◆ TASK ITEM ◆
Check each line of the material that follows, and copy those holding the string "back".

-- MATERIALS PROVIDED follows --

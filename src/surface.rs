//! Host document capability consumed by the conversion pipeline.
//!
//! Any concrete host (document editor, plain buffer, terminal) implements
//! [`TextSurface`]; the pipeline receives the surface by injection and never
//! touches environment globals.

pub mod buffer;

use std::{fmt, ops::Range};

/// Presentation metadata attached to a contiguous text region.
#[derive(Clone, Debug, Default, PartialEq)]
pub struct FontInfo {
    pub name: Option<String>,
    pub size: Option<f32>,
}

impl FontInfo {
    #[must_use]
    pub fn named(name: &str) -> Self {
        Self {
            name: Some(name.to_owned()),
            size: None,
        }
    }
}

/// A contiguous region carrying one dominant font, as reported by the host.
#[derive(Clone, Debug, PartialEq)]
pub struct FontRun {
    pub span: Range<usize>,
    pub font: FontInfo,
}

/// Errors surfaced by the host document surface.
///
/// Any of these abandons the remaining batches of the current invocation;
/// already-committed batches stand. Partial application is documented
/// behavior, not rolled back.
#[derive(Clone, Debug, Eq, PartialEq)]
pub enum HostError {
    /// The host rejected a queued read/write flush.
    Sync(String),
    /// A read against a stale or out-of-bounds handle.
    Read(String),
    /// An in-place replacement or font write failed.
    Write(String),
}

impl HostError {
    #[must_use]
    pub fn as_str(&self) -> &'static str {
        match self {
            HostError::Sync(_) => "sync",
            HostError::Read(_) => "read",
            HostError::Write(_) => "write",
        }
    }
}

impl fmt::Display for HostError {
    fn fmt(&self, f: &mut fmt::Formatter<'_>) -> fmt::Result {
        match self {
            HostError::Sync(detail) => write!(f, "host sync failed: {detail}"),
            HostError::Read(detail) => write!(f, "host read failed: {detail}"),
            HostError::Write(detail) => write!(f, "host write failed: {detail}"),
        }
    }
}

impl std::error::Error for HostError {}

/// Abstract host document surface.
///
/// Reads return immediately; writes may be queued by the host until
/// [`TextSurface::sync`] flushes them. Handles produced by [`TextSurface::split`]
/// stay addressable until an overlapping region is mutated, which is why the
/// scheduler commits in reverse positional order.
pub trait TextSurface {
    /// Addressable handle to a sub-range of the document.
    type Range: Clone;

    /// The current selection. May denote an empty region.
    fn selection(&mut self) -> Result<Self::Range, HostError>;

    /// Plain text of `range`.
    fn text_of(&mut self, range: &Self::Range) -> Result<String, HostError>;

    /// Splits `range` along `delimiters` into sub-ranges in document order,
    /// each with its own addressable handle. Whitespace-only regions are not
    /// returned; non-whitespace delimiters come back as their own ranges.
    fn split(
        &mut self,
        range: &Self::Range,
        delimiters: &[char],
    ) -> Result<Vec<Self::Range>, HostError>;

    /// Dominant font of `range`.
    fn font_of(&mut self, range: &Self::Range) -> Result<FontInfo, HostError>;

    /// Replaces the text of `range` in place.
    fn replace_text(&mut self, range: &Self::Range, text: &str) -> Result<(), HostError>;

    /// Writes font metadata over `range`. `None` fields are left untouched.
    fn set_font(&mut self, range: &Self::Range, font: &FontInfo) -> Result<(), HostError>;

    /// Flushes queued writes and resolves once the host has applied them.
    fn sync(&mut self) -> Result<(), HostError>;
}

-- MATERIALS PROVIDED concluded --

◆ WRITTEN ANSWER ◆
/// behavior, not rolled back.
    /// returned; non-whitespace delimiters come back as their own ranges.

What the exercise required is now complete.